I do not believe that all members of this House understand the full ramifications of the bill. I include myself in that category. I think it is important, before we as individual members of Parliament make a firm decision on this legislation, that we should have a full understanding of its implications. I do not think the passing of this legislation should be decided on some deal worked out by certain members of the Government parties and certain Independent members without making all members of Parliament fully aware of the implications of the legislation.

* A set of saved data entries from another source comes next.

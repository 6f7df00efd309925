//! Deserializes [`Duration`] values from human-readable strings like `"30s"`
//! or `"1m 30s"`, falling back to plain integer seconds.
//!
//! Intended for use with `#[serde(deserialize_with = …)]` on configuration
//! structs across the Weft family.

use serde::de::{Error, Visitor};
use serde::Deserializer;
use std::fmt::Formatter;
use std::time::Duration;

/// Deserializes a [`Duration`] from either a humantime string (`"45s"`) or a
/// bare number of seconds.
pub fn deserialize<'de, D>(deserializer: D) -> Result<Duration, D::Error>
where
    D: Deserializer<'de>,
{
    deserializer.deserialize_any(HumanDurationVisitor)
}

/// Deserializes an optional [`Duration`] with the same rules as
/// [`deserialize`]. An explicit `null` yields [`None`].
pub fn deserialize_option<'de, D>(deserializer: D) -> Result<Option<Duration>, D::Error>
where
    D: Deserializer<'de>,
{
    deserializer.deserialize_any(OptionalHumanDurationVisitor)
}

struct HumanDurationVisitor;

impl<'de> Visitor<'de> for HumanDurationVisitor {
    type Value = Duration;

    fn expecting(&self, formatter: &mut Formatter) -> std::fmt::Result {
        formatter.write_str("a duration string (e.g. '30s') or a number of seconds")
    }

    fn visit_str<E>(self, value: &str) -> Result<Self::Value, E>
    where
        E: Error,
    {
        humantime::parse_duration(value).map_err(Error::custom)
    }

    fn visit_u64<E>(self, value: u64) -> Result<Self::Value, E>
    where
        E: Error,
    {
        Ok(Duration::from_secs(value))
    }

    fn visit_i64<E>(self, value: i64) -> Result<Self::Value, E>
    where
        E: Error,
    {
        u64::try_from(value)
            .map(Duration::from_secs)
            .map_err(|_| Error::custom("a duration may not be negative"))
    }
}

struct OptionalHumanDurationVisitor;

impl<'de> Visitor<'de> for OptionalHumanDurationVisitor {
    type Value = Option<Duration>;

    fn expecting(&self, formatter: &mut Formatter) -> std::fmt::Result {
        formatter.write_str("an optional duration string or number of seconds")
    }

    fn visit_str<E>(self, value: &str) -> Result<Self::Value, E>
    where
        E: Error,
    {
        HumanDurationVisitor.visit_str(value).map(Some)
    }

    fn visit_u64<E>(self, value: u64) -> Result<Self::Value, E>
    where
        E: Error,
    {
        Ok(Some(Duration::from_secs(value)))
    }

    fn visit_i64<E>(self, value: i64) -> Result<Self::Value, E>
    where
        E: Error,
    {
        HumanDurationVisitor.visit_i64(value).map(Some)
    }

    fn visit_none<E>(self) -> Result<Self::Value, E>
    where
        E: Error,
    {
        Ok(None)
    }

    fn visit_unit<E>(self) -> Result<Self::Value, E>
    where
        E: Error,
    {
        Ok(None)
    }
}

So in my brief speech I urge all members of Parliament to reconsider their views on this legislation. I ask them to have a closer look at its implications and its impact on their ability to represent their constituents. I am not being critical of the other three Independent members, because I think they are probably genuine in their attempts to arrive at a solution. However, it is critical that all members understand the legislation, and I do not think it is apparent from the debate that all members will have that full knowledge if and when they are asked to vote on this bill. The suggestion of some sort of deal being done to get this legislation through this House has some worrying aspects for me. Those deals should be outlined to the House.

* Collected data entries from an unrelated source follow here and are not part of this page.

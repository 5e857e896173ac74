use std::{
    cell::RefCell,
    path::{Path, PathBuf},
    sync::{Mutex, MutexGuard, PoisonError},
};

use git2::{build::CheckoutBuilder, build::RepoBuilder, BranchType, Commit, Repository, Signature};
use log::{debug, info, trace};

use crate::{
    git::{Destination, Repo, RepoError, Source, Transport, Visit},
    model::{redact_url, Author},
    paths::rooted_path,
};

const REMOTE: &str = "origin";

/// A cloned working copy backed by libgit2.
pub struct GitRepository {
    git_repo: Mutex<Repository>,
    workdir: PathBuf,
    /// `workdir` with symbolic links resolved.
    real_workdir: PathBuf,
    transport: Transport,
}

impl GitRepository {
    /// Clones `url` at `branch` into `path`, or refreshes a clone left there by
    /// an earlier run.
    pub fn materialize(
        path: &Path,
        url: &str,
        branch: &str,
        shallow: bool,
        transport: Transport,
    ) -> Result<GitRepository, RepoError> {
        let git_repo = if path.join(".git").exists() {
            Self::refresh(path, url, branch, shallow, &transport)?
        } else {
            if path.exists() {
                debug!("Removing incomplete checkout at {}", path.display());
                std::fs::remove_dir_all(path)?;
            }
            Self::fresh_clone(path, url, branch, shallow, &transport)?
        };

        let workdir = git_repo
            .workdir()
            .ok_or_else(|| RepoError::Bare {
                path: path.display().to_string(),
            })?
            .to_path_buf();
        let real_workdir = workdir.canonicalize()?;

        Ok(GitRepository {
            git_repo: Mutex::new(git_repo),
            workdir,
            real_workdir,
            transport,
        })
    }

    fn fresh_clone(
        path: &Path,
        url: &str,
        branch: &str,
        shallow: bool,
        transport: &Transport,
    ) -> Result<Repository, RepoError> {
        info!(
            "Cloning {} at branch {} into {}",
            redact_url(url),
            branch,
            path.display()
        );
        if let Some(parent) = path.parent() {
            std::fs::create_dir_all(parent)?;
        }
        let repo = RepoBuilder::new()
            .branch(branch)
            .fetch_options(transport.fetch_options(shallow))
            .clone(url, path)?;
        Ok(repo)
    }

    fn refresh(
        path: &Path,
        url: &str,
        branch: &str,
        shallow: bool,
        transport: &Transport,
    ) -> Result<Repository, RepoError> {
        info!("Reusing checkout at {}", path.display());
        let repo = Repository::open(path)?;

        {
            let remote = repo.find_remote(REMOTE)?;
            if remote.url() != Some(url) {
                trace!("Updating remote url of {}", path.display());
                repo.remote_set_url(REMOTE, url)?;
            }
        }

        {
            let mut remote = repo.find_remote(REMOTE)?;
            let refspec = format!("+refs/heads/{branch}:refs/remotes/{REMOTE}/{branch}");
            remote.fetch(&[refspec], Some(&mut transport.fetch_options(shallow)), None)?;
        }

        {
            let tip = repo
                .find_reference(&format!("refs/remotes/{REMOTE}/{branch}"))
                .and_then(|reference| reference.peel_to_commit())
                .map_err(|_| RepoError::BranchNotFound {
                    branch: branch.to_owned(),
                })?;
            // Detach first, a checked out branch cannot be force-updated.
            repo.set_head_detached(tip.id())?;
            repo.checkout_head(Some(CheckoutBuilder::new().force().remove_untracked(true)))?;
            repo.branch(branch, &tip, true)?;
            repo.set_head(&format!("refs/heads/{branch}"))?;
            repo.checkout_head(Some(CheckoutBuilder::new().force()))?;
        }

        Ok(repo)
    }

    fn repo(&self) -> MutexGuard<'_, Repository> {
        self.git_repo.lock().unwrap_or_else(PoisonError::into_inner)
    }

    /// Location of a repository-rooted path inside the working copy.
    fn resolve(&self, path: &str) -> PathBuf {
        self.workdir.join(relative(path))
    }

    /// Whether the nearest existing ancestor of `path` lies inside the working
    /// copy once symbolic links are resolved.
    fn contains(&self, path: &Path) -> Result<bool, RepoError> {
        for ancestor in path.ancestors() {
            match ancestor.canonicalize() {
                Ok(real) => return Ok(real.starts_with(&self.real_workdir)),
                Err(error) if error.kind() == std::io::ErrorKind::NotFound => continue,
                Err(error) => return Err(error.into()),
            }
        }
        Ok(false)
    }
}

fn relative(path: &str) -> String {
    rooted_path(&[path]).trim_start_matches('/').to_owned()
}

fn branch_tip<'r>(repo: &'r Repository, branch: &str) -> Result<Commit<'r>, RepoError> {
    repo.find_branch(branch, BranchType::Local)
        .or_else(|_| repo.find_branch(&format!("{REMOTE}/{branch}"), BranchType::Remote))
        .and_then(|found| found.get().peel_to_commit())
        .map_err(|_| RepoError::BranchNotFound {
            branch: branch.to_owned(),
        })
}

fn walk_dir(dir: &Path, prefix: &Path, visit: &mut Visit<'_>) -> Result<(), RepoError> {
    let mut entries = std::fs::read_dir(dir)?.collect::<Result<Vec<_>, _>>()?;
    entries.sort_by_key(|entry| entry.file_name());

    for entry in entries {
        if entry.file_name() == ".git" {
            continue;
        }
        let path = entry.path();
        let file_type = entry.file_type()?;
        if file_type.is_dir() {
            walk_dir(&path, prefix, visit)?;
        } else if file_type.is_file() {
            let name = relative_name(&path, prefix);
            visit(prefix, &name)?;
        } else {
            debug!("Skipping {}, not a regular file", path.display());
        }
    }
    Ok(())
}

fn relative_name(path: &Path, prefix: &Path) -> String {
    path.strip_prefix(prefix)
        .unwrap_or(path)
        .components()
        .map(|component| component.as_os_str().to_string_lossy())
        .collect::<Vec<_>>()
        .join("/")
}

impl Source for GitRepository {
    fn walk(&self, root: &str, visit: &mut Visit<'_>) -> Result<(), RepoError> {
        let base = self.resolve(root);
        let prefix = base.parent().unwrap_or(&self.workdir).to_path_buf();
        trace!("Walking {}", base.display());

        let file_type = match std::fs::symlink_metadata(&base) {
            Ok(metadata) => metadata.file_type(),
            Err(error) if error.kind() == std::io::ErrorKind::NotFound => {
                debug!("{} does not exist, nothing to walk", base.display());
                return Ok(());
            }
            Err(error) => return Err(error.into()),
        };
        if !self.contains(&base)? {
            debug!("{} leaves the working copy, nothing to walk", base.display());
            return Ok(());
        }

        if file_type.is_dir() {
            walk_dir(&base, &prefix, visit)
        } else if file_type.is_file() {
            visit(&prefix, &relative_name(&base, &prefix))
        } else {
            debug!("{} is not a regular file or directory, nothing to walk", base.display());
            Ok(())
        }
    }
}

impl Destination for GitRepository {
    fn copy_file(&self, from: &Path, to: &str) -> Result<(), RepoError> {
        if !std::fs::symlink_metadata(from)?.is_file() {
            return Err(RepoError::NotAFile {
                path: from.display().to_string(),
            });
        }

        let target = self.resolve(to);
        let escapes = || RepoError::Escapes {
            path: to.to_owned(),
        };
        if !self.contains(&target)? {
            return Err(escapes());
        }
        if let Some(parent) = target.parent() {
            std::fs::create_dir_all(parent)?;
        }
        if std::fs::symlink_metadata(&target).is_ok_and(|metadata| metadata.file_type().is_symlink()) {
            return Err(escapes());
        }

        trace!("Copying {} to {}", from.display(), target.display());
        std::fs::copy(from, &target)?;
        Ok(())
    }
}

impl Repo for GitRepository {
    fn local_path(&self) -> &Path {
        &self.workdir
    }

    fn directories(&self, path: &str) -> Result<Vec<String>, RepoError> {
        let dir = self.resolve(path);
        if !dir.is_dir() {
            return Ok(Vec::new());
        }
        let mut names = Vec::new();
        for entry in std::fs::read_dir(&dir)? {
            let entry = entry?;
            if entry.file_type()?.is_dir() {
                names.push(entry.file_name().to_string_lossy().into_owned());
            }
        }
        names.sort();
        Ok(names)
    }

    fn create_branch(&self, base: &str, name: &str) -> Result<(), RepoError> {
        let repo = self.repo();
        if repo.find_branch(name, BranchType::Local).is_ok() {
            return Err(RepoError::BranchExists {
                branch: name.to_owned(),
            });
        }
        let tip = branch_tip(&repo, base)?;
        debug!("Creating branch {} from {} at {}", name, base, tip.id());

        repo.branch(name, &tip, false).map_err(|e| match e.code() {
            git2::ErrorCode::Exists => RepoError::BranchExists {
                branch: name.to_owned(),
            },
            _ => e.into(),
        })?;
        repo.set_head(&format!("refs/heads/{name}"))?;
        repo.checkout_head(Some(CheckoutBuilder::new().force()))?;
        Ok(())
    }

    fn commit(&self, paths: &[String], author: &Author, message: &str) -> Result<(), RepoError> {
        let repo = self.repo();
        let mut index = repo.index()?;
        for path in paths {
            index.add_path(Path::new(&relative(path)))?;
        }
        index.write()?;

        let tree = repo.find_tree(index.write_tree()?)?;
        let parent = repo.head()?.peel_to_commit()?;
        let signature = Signature::now(author.name(), author.email())?;
        let oid = repo.commit(
            Some("HEAD"),
            &signature,
            &signature,
            message,
            &tree,
            &[&parent],
        )?;
        debug!("Committed {} file(s) as {}", paths.len(), oid);
        Ok(())
    }

    fn push(&self, branch: &str) -> Result<(), RepoError> {
        let repo = self.repo();
        let mut remote = repo.find_remote(REMOTE)?;
        let reference = format!("refs/heads/{branch}");
        let rejection = RefCell::new(None);

        {
            let mut callbacks = self.transport.callbacks();
            callbacks.push_update_reference(|name, status| {
                if let Some(message) = status {
                    rejection.replace(Some((name.to_owned(), message.to_owned())));
                }
                Ok(())
            });
            let mut options = self.transport.push_options(callbacks);
            info!("Pushing {} to {}", branch, REMOTE);
            remote.push(&[format!("{reference}:{reference}")], Some(&mut options))?;
        }

        match rejection.into_inner() {
            Some((reference, message)) => Err(RepoError::PushRejected { reference, message }),
            None => Ok(()),
        }
    }

    fn remove(&self) -> Result<(), RepoError> {
        debug!("Removing {}", self.workdir.display());
        std::fs::remove_dir_all(&self.workdir)?;
        Ok(())
    }
}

If this legislation is to be voted upon tonight, I will be supporting the amendment to be moved by the Australian Labor Party. I believe the bill raises questions about the role of a member of Parliament, as well the role of the Parliament itself, and whether we require an outside body to determine our conduct within this Parliament. I am not saying that such a procedure is not required. I am saying that the debate that has taken place in this House tonight has not been sufficiently persuasive to lead me to support the legislation as drafted. In conclusion, I urge the Independent members of this House to give serious consideration to the provisions of this legislation and the import of the Opposition amendment before this House moves to a determination. There are grey areas that all of us, if we are to be representatives of our electorates, should take into account.

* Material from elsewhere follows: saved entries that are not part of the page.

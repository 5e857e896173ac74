use std::{error::Error, path::PathBuf};

use home::home_dir;

use crate::{
    cli::command_handlers::do_clear_cache,
    credentials::TokenCredentials,
    git::{GitCloner, RepositoryCache, Transport},
    model::Author,
    promote::Promoter,
    Promotion,
};

#[derive(Default)]
pub struct PromotionBuilder {
    cache_directory_path: Option<PathBuf>,
    name: Option<String>,
    email: Option<String>,
    token: Option<String>,
    insecure_skip_verify: bool,
    shallow: bool,
}

impl PromotionBuilder {
    /// Location of the repository cache directory.
    ///
    /// Defaults to `$HOME/.promotion/cache`.
    pub fn cache_directory(mut self, path: impl Into<PathBuf>) -> Self {
        self.cache_directory_path = Some(path.into());
        self
    }

    /// Commit author name.
    ///
    /// Defaults to `user.name` from the git configuration.
    pub fn name(mut self, name: impl Into<String>) -> Self {
        self.name = Some(name.into());
        self
    }

    /// Commit author email.
    ///
    /// Defaults to `user.email` from the git configuration.
    pub fn email(mut self, email: impl Into<String>) -> Self {
        self.email = Some(email.into());
        self
    }

    /// Token injected into https remote URLs.
    pub fn token(mut self, token: impl Into<String>) -> Self {
        self.token = Some(token.into());
        self
    }

    /// Accept any TLS certificate or SSH host key.
    pub fn insecure_skip_verify(mut self, insecure_skip_verify: bool) -> Self {
        self.insecure_skip_verify = insecure_skip_verify;
        self
    }

    /// Clone source repositories with a depth of one.
    pub fn shallow(mut self, shallow: bool) -> Self {
        self.shallow = shallow;
        self
    }

    pub fn try_build(self) -> Result<Promotion, Box<dyn Error>> {
        let cache = self.cache()?;
        let Self {
            name,
            email,
            token,
            shallow,
            ..
        } = self;

        let git_config = git2::Config::open_default().ok();
        let from_git_config = |key: &str| {
            git_config
                .as_ref()
                .and_then(|config| config.get_string(key).ok())
                .unwrap_or_default()
        };
        let name = name.unwrap_or_else(|| from_git_config("user.name"));
        let email = email.unwrap_or_else(|| from_git_config("user.email"));
        if name.trim().is_empty() || email.trim().is_empty() {
            return Err("Unable to identify user and email for commits. \
                Set them with --name and --email, PROMOTION_GIT_NAME and PROMOTION_GIT_EMAIL, \
                or user.name and user.email in the git configuration"
                .into());
        }
        let author = Author::new(name, email, token.unwrap_or_default());

        let promoter = Promoter::new(cache, TokenCredentials::default(), author).shallow(shallow);

        Ok(Promotion { promoter })
    }

    /// Empties the repository cache. Needs no commit identity.
    pub fn clear_cache(self) -> Result<(), Box<dyn Error>> {
        do_clear_cache(&self.cache()?)
    }

    fn cache(&self) -> Result<RepositoryCache<GitCloner>, Box<dyn Error>> {
        let cache_directory = match &self.cache_directory_path {
            Some(path) => path.clone(),
            None => default_cache_directory()?,
        };
        let cloner = GitCloner::new(Transport::new(self.insecure_skip_verify));
        Ok(RepositoryCache::new(cache_directory, cloner)?)
    }
}

fn default_cache_directory() -> Result<PathBuf, Box<dyn Error>> {
    let mut cache_directory =
        home_dir().ok_or("Could not find home dir. Please define $HOME env variable.")?;
    cache_directory.push(".promotion/cache");
    Ok(cache_directory)
}
use std::{
    fs::File,
    path::Path,
    time::{Duration, Instant},
};

use fs4::fs_std::FileExt;
use log::debug;
use thiserror::Error;

const RETRY_INTERVAL: Duration = Duration::from_secs(1);

/// Exclusive advisory lock on a file, released on drop.
pub struct FileLock {
    _file: File,
}

#[derive(Error, Debug)]
#[error("{path}: {source}")]
pub struct Error {
    path: String,
    #[source]
    source: std::io::Error,
}

impl FileLock {
    /// Takes the lock, retrying while another process holds it for at most `timeout`.
    pub fn acquire(path: &Path, timeout: Duration) -> Result<Self, Error> {
        let with_path = |source| Error {
            path: path.display().to_string(),
            source,
        };
        let file = File::create(path).map_err(with_path)?;
        let start = Instant::now();
        loop {
            match file.try_lock_exclusive() {
                Ok(_) => return Ok(Self { _file: file }),
                Err(error)
                    if error.raw_os_error() == fs4::lock_contended_error().raw_os_error()
                        && start.elapsed() < timeout =>
                {
                    debug!("{} is locked by another process, retrying", path.display());
                    std::thread::sleep(RETRY_INTERVAL);
                }
                Err(error) => return Err(with_path(error)),
            }
        }
    }
}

(Auburn) [11.34]: The honourable member for South Coast said that nowhere in the world has this type of proposal ever been adopted. He is probably right. Really, though, did the honourable member think about why that is so? Is it because all politicians throughout the world are corrupt and would never accept a code of conduct of this nature? Or is it to do with the fact that we as members of Parliament govern the State not only from this House but through the bureaucracy? I have no problem with the code of conduct. I think the honourable member for South Coast would acknowledge that I have always been a person willing to investigate a code of conduct for members of Parliament. But what type of code of conduct are we asked to accept? We are asked to vote on a bill that will incorporate a code of conduct determined by a number of members, not knowing exactly what we will be voting for. I remind the House of my comments made earlier tonight regarding a question put to Mr Jones from the Darling Harbour Authority in regard to the Independent Commission Against Corruption. Mr Jones said:
Yes, as you are probably well aware the ICAC has generated a certain amount of apprehension amongst all government bodies with regard to commercial dealings.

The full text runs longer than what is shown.